-- Provided data follows --

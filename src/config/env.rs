//! Environment variable handling and .env file management

use crate::error::{AppError, Result};
use crate::topology::parse_node_ids;
use crate::types::{OutputFormat, TransportKind};
use std::path::Path;

/// Environment variable configuration manager
pub struct EnvManager;

impl EnvManager {
    /// Load .env file if it exists; variables already set in the environment win
    pub fn load_env_file(debug: bool) -> Result<()> {
        if Path::new(".env").exists() {
            dotenv::from_filename(".env")
                .map_err(|e| AppError::config(format!("Failed to load .env file: {}", e)))?;

            if debug {
                eprintln!("Loaded configuration from .env file");
            }
        } else if debug {
            eprintln!("No .env file found, using defaults and CLI arguments");
        }

        Ok(())
    }

    /// Create example .env file content
    pub fn create_example_env_content() -> String {
        r#"# Pairwise Latency Tester Configuration
#
# Values set here are used as defaults and can be overridden by
# environment variables and command-line arguments.

# Repetitions of the full stage sequence
# PLT_CYCLES=1

# Stages per cycle (defaults to the next power of two of the rank count)
# PLT_STAGES=4

# Timed exchanges per pairing
# PLT_MESSAGES=1000

# Untimed exchanges before each pairing
# PLT_WARMUP=10

# Exchange buffer size in bytes
# PLT_MESSAGE_SIZE=8

# Transport backend: two-sided, symmetric, rdma, tcp
# PLT_TRANSPORT=two-sided

# Ranks in the local cluster
# PLT_RANKS=4

# Node id per rank, or consecutive ranks per node
# PLT_NODE_IDS=0,0,1,1
# PLT_RANKS_PER_NODE=2

# TCP jobs: this process's rank and every rank's address
# PLT_RANK=0
# PLT_PEERS=10.0.0.1:7100,10.0.0.2:7100

# Bounded waiting for rendezvous, barriers and completion queues
# PLT_POLL_TIMEOUT_MS=30000
# PLT_MAX_POLLS=0

# Histogram resolution
# PLT_BINS_PER_DECADE=50

# Report format: text or json
# PLT_FORMAT=text

# Enable colored output (true/false)
# ENABLE_COLOR=true
"#
        .to_string()
    }

    /// Save example .env file to disk
    pub fn save_example_env_file(path: &Path) -> Result<()> {
        let content = Self::create_example_env_content();
        std::fs::write(path, content)
            .map_err(|e| AppError::config(format!("Failed to write example .env file: {}", e)))?;

        Ok(())
    }

    /// Validate environment variable format before parsing
    pub fn validate_env_var(key: &str, value: &str) -> Result<()> {
        let value = value.trim();
        match key {
            "PLT_CYCLES" | "PLT_MESSAGES" | "PLT_RANKS" | "PLT_RANKS_PER_NODE" | "PLT_STAGES" => {
                let parsed: usize = value
                    .parse()
                    .map_err(|e| AppError::config(format!("Invalid {} value '{}': {}", key, value, e)))?;
                if parsed == 0 {
                    return Err(AppError::config(format!("{} must be greater than 0", key)));
                }
            }
            "PLT_WARMUP" | "PLT_MESSAGE_SIZE" | "PLT_RANK" => {
                value
                    .parse::<usize>()
                    .map_err(|e| AppError::config(format!("Invalid {} value '{}': {}", key, value, e)))?;
            }
            "PLT_POLL_TIMEOUT_MS" => {
                let timeout: u64 = value
                    .parse()
                    .map_err(|e| AppError::config(format!("Invalid {} value '{}': {}", key, value, e)))?;
                if timeout == 0 {
                    return Err(AppError::config("PLT_POLL_TIMEOUT_MS must be greater than 0"));
                }
            }
            "PLT_MAX_POLLS" => {
                value
                    .parse::<u64>()
                    .map_err(|e| AppError::config(format!("Invalid {} value '{}': {}", key, value, e)))?;
            }
            "PLT_BINS_PER_DECADE" => {
                let bins: u32 = value
                    .parse()
                    .map_err(|e| AppError::config(format!("Invalid {} value '{}': {}", key, value, e)))?;
                if bins == 0 {
                    return Err(AppError::config("PLT_BINS_PER_DECADE must be greater than 0"));
                }
            }
            "PLT_TRANSPORT" => {
                value.parse::<TransportKind>()?;
            }
            "PLT_FORMAT" => {
                value.parse::<OutputFormat>()?;
            }
            "PLT_NODE_IDS" => {
                parse_node_ids(value)?;
            }
            "PLT_PEERS" => {
                for peer in value.split(',').map(str::trim).filter(|p| !p.is_empty()) {
                    if !peer.contains(':') {
                        return Err(AppError::config(format!(
                            "Invalid PLT_PEERS entry '{}': expected host:port",
                            peer
                        )));
                    }
                }
            }
            "ENABLE_COLOR" => {
                value
                    .parse::<bool>()
                    .map_err(|e| AppError::config(format!("Invalid ENABLE_COLOR value '{}': {}", value, e)))?;
            }
            _ => {
                // Unknown environment variable, ignore
            }
        }

        Ok(())
    }

    /// Get list of all supported environment variables with descriptions
    pub fn get_supported_env_vars() -> Vec<(&'static str, &'static str, &'static str)> {
        vec![
            ("PLT_CYCLES", "Repetitions of the full stage sequence", "1"),
            ("PLT_STAGES", "Stages per cycle", "4"),
            ("PLT_MESSAGES", "Timed exchanges per pairing", "1000"),
            ("PLT_WARMUP", "Untimed exchanges before each pairing", "10"),
            ("PLT_MESSAGE_SIZE", "Exchange buffer size in bytes", "8"),
            ("PLT_TRANSPORT", "Backend: two-sided, symmetric, rdma, tcp", "rdma"),
            ("PLT_RANKS", "Ranks in the local cluster", "4"),
            ("PLT_NODE_IDS", "Comma-separated node id per rank", "0,0,1,1"),
            ("PLT_RANKS_PER_NODE", "Consecutive ranks sharing a node", "2"),
            ("PLT_RANK", "Rank of this process (tcp)", "0"),
            ("PLT_PEERS", "Comma-separated host:port of every rank (tcp)", "node1:7100,node2:7100"),
            ("PLT_POLL_TIMEOUT_MS", "Deadline of a single wait in milliseconds", "30000"),
            ("PLT_MAX_POLLS", "Polls per wait before giving up, 0 for no limit", "0"),
            ("PLT_BINS_PER_DECADE", "Histogram bins per decade of latency", "50"),
            ("PLT_FORMAT", "Report format: text or json", "json"),
            ("ENABLE_COLOR", "Enable colored output", "true"),
        ]
    }

    /// Display environment variable help
    pub fn display_env_help() -> String {
        let mut help = String::new();
        help.push_str("Supported Environment Variables:\n\n");

        for (var, description, example) in Self::get_supported_env_vars() {
            help.push_str(&format!("  {:<20} {}\n", var, description));
            help.push_str(&format!("  {:<20} Example: {}\n\n", "", example));
        }

        help.push_str("Configuration Priority (highest to lowest):\n");
        help.push_str("  1. Command-line arguments\n");
        help.push_str("  2. Environment variables\n");
        help.push_str("  3. .env file values\n");
        help.push_str("  4. Default values\n");

        help
    }

    /// Validate all currently set environment variables
    pub fn validate_current_env() -> Vec<String> {
        let mut warnings = Vec::new();

        for (var_name, _, _) in Self::get_supported_env_vars() {
            if let Ok(value) = std::env::var(var_name) {
                if let Err(e) = Self::validate_env_var(var_name, &value) {
                    warnings.push(format!("Warning: {}", e));
                }
            }
        }

        warnings
    }

    /// Check if .env file exists and validate its contents
    pub fn check_env_file(path: &Path) -> Result<Option<Vec<String>>> {
        if !path.exists() {
            return Ok(None);
        }

        let content = std::fs::read_to_string(path)
            .map_err(|e| AppError::config(format!("Failed to read .env file: {}", e)))?;

        let mut warnings = Vec::new();
        for line in content.lines() {
            let line = line.trim();
            if line.is_empty() || line.starts_with('#') {
                continue;
            }

            if let Some((key, value)) = line.split_once('=') {
                if let Err(e) = Self::validate_env_var(key.trim(), value) {
                    warnings.push(format!("Line '{}': {}", line, e));
                }
            }
        }

        Ok(Some(warnings))
    }
}

#[cfg(test)]
mod tests {
    use super::*;
    use tempfile::NamedTempFile;

    #[test]
    fn test_example_content_lists_every_variable() {
        let content = EnvManager::create_example_env_content();
        for (var, _, _) in EnvManager::get_supported_env_vars() {
            assert!(content.contains(&format!("{}=", var)), "missing {}", var);
        }
    }

    #[test]
    fn test_save_example_file() {
        let temp_file = NamedTempFile::new().unwrap();
        EnvManager::save_example_env_file(temp_file.path()).unwrap();

        let content = std::fs::read_to_string(temp_file.path()).unwrap();
        assert!(content.contains("Pairwise Latency Tester Configuration"));
    }

    #[test]
    fn test_validate_env_var() {
        assert!(EnvManager::validate_env_var("PLT_MESSAGES", "100").is_ok());
        assert!(EnvManager::validate_env_var("PLT_WARMUP", "0").is_ok());
        assert!(EnvManager::validate_env_var("PLT_TRANSPORT", "shmem").is_ok());
        assert!(EnvManager::validate_env_var("PLT_FORMAT", "json").is_ok());
        assert!(EnvManager::validate_env_var("PLT_NODE_IDS", "0, 0, 1, 1").is_ok());
        assert!(EnvManager::validate_env_var("PLT_PEERS", "a:1,b:2").is_ok());
        assert!(EnvManager::validate_env_var("ENABLE_COLOR", "false").is_ok());
        assert!(EnvManager::validate_env_var("UNRELATED", "whatever").is_ok());

        assert!(EnvManager::validate_env_var("PLT_MESSAGES", "0").is_err());
        assert!(EnvManager::validate_env_var("PLT_RANKS", "-2").is_err());
        assert!(EnvManager::validate_env_var("PLT_POLL_TIMEOUT_MS", "0").is_err());
        assert!(EnvManager::validate_env_var("PLT_TRANSPORT", "smoke-signal").is_err());
        assert!(EnvManager::validate_env_var("PLT_NODE_IDS", "0,x").is_err());
        assert!(EnvManager::validate_env_var("PLT_PEERS", "nohostport").is_err());
        assert!(EnvManager::validate_env_var("ENABLE_COLOR", "maybe").is_err());
    }

    #[test]
    fn test_display_env_help() {
        let help = EnvManager::display_env_help();
        assert!(help.contains("Supported Environment Variables:"));
        assert!(help.contains("PLT_TRANSPORT"));
        assert!(help.contains("Configuration Priority"));
        assert!(help.contains("Command-line arguments"));
    }

    #[test]
    fn test_check_env_file() {
        let missing = std::path::Path::new("/nonexistent/plt/.env");
        assert!(EnvManager::check_env_file(missing).unwrap().is_none());

        let file = NamedTempFile::new().unwrap();
        std::fs::write(file.path(), "# comment\nPLT_MESSAGES=10\nPLT_TRANSPORT=bogus\n").unwrap();
        let warnings = EnvManager::check_env_file(file.path()).unwrap().unwrap();
        assert_eq!(warnings.len(), 1);
        assert!(warnings[0].contains("PLT_TRANSPORT=bogus"));
    }

    #[test]
    fn test_validate_current_env_empty() {
        let _guard = crate::config::ENV_LOCK.lock().unwrap_or_else(|e| e.into_inner());
        for (var_name, _, _) in EnvManager::get_supported_env_vars() {
            std::env::remove_var(var_name);
        }
        assert!(EnvManager::validate_current_env().is_empty());
    }
}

-- Provided data concluded --

Exercise goal: Include the first line, the line containing "else if debug", and every line between them, copied exactly from the material above; output no other line.

Exercise response:
filename src/config/env.rs
//! Environment variable handling and .env file management

use crate::error::{AppError, Result};
use crate::topology::parse_node_ids;
use crate::types::{OutputFormat, TransportKind};
use std::path::Path;

/// Environment variable configuration manager
pub struct EnvManager;

impl EnvManager {
    /// Load .env file if it exists; variables already set in the environment win
    pub fn load_env_file(debug: bool) -> Result<()> {
        if Path::new(".env").exists() {
            dotenv::from_filename(".env")
                .map_err(|e| AppError::config(format!("Failed to load .env file: {}", e)))?;

            if debug {
                eprintln!("Loaded configuration from .env file");
            }
        } else if debug {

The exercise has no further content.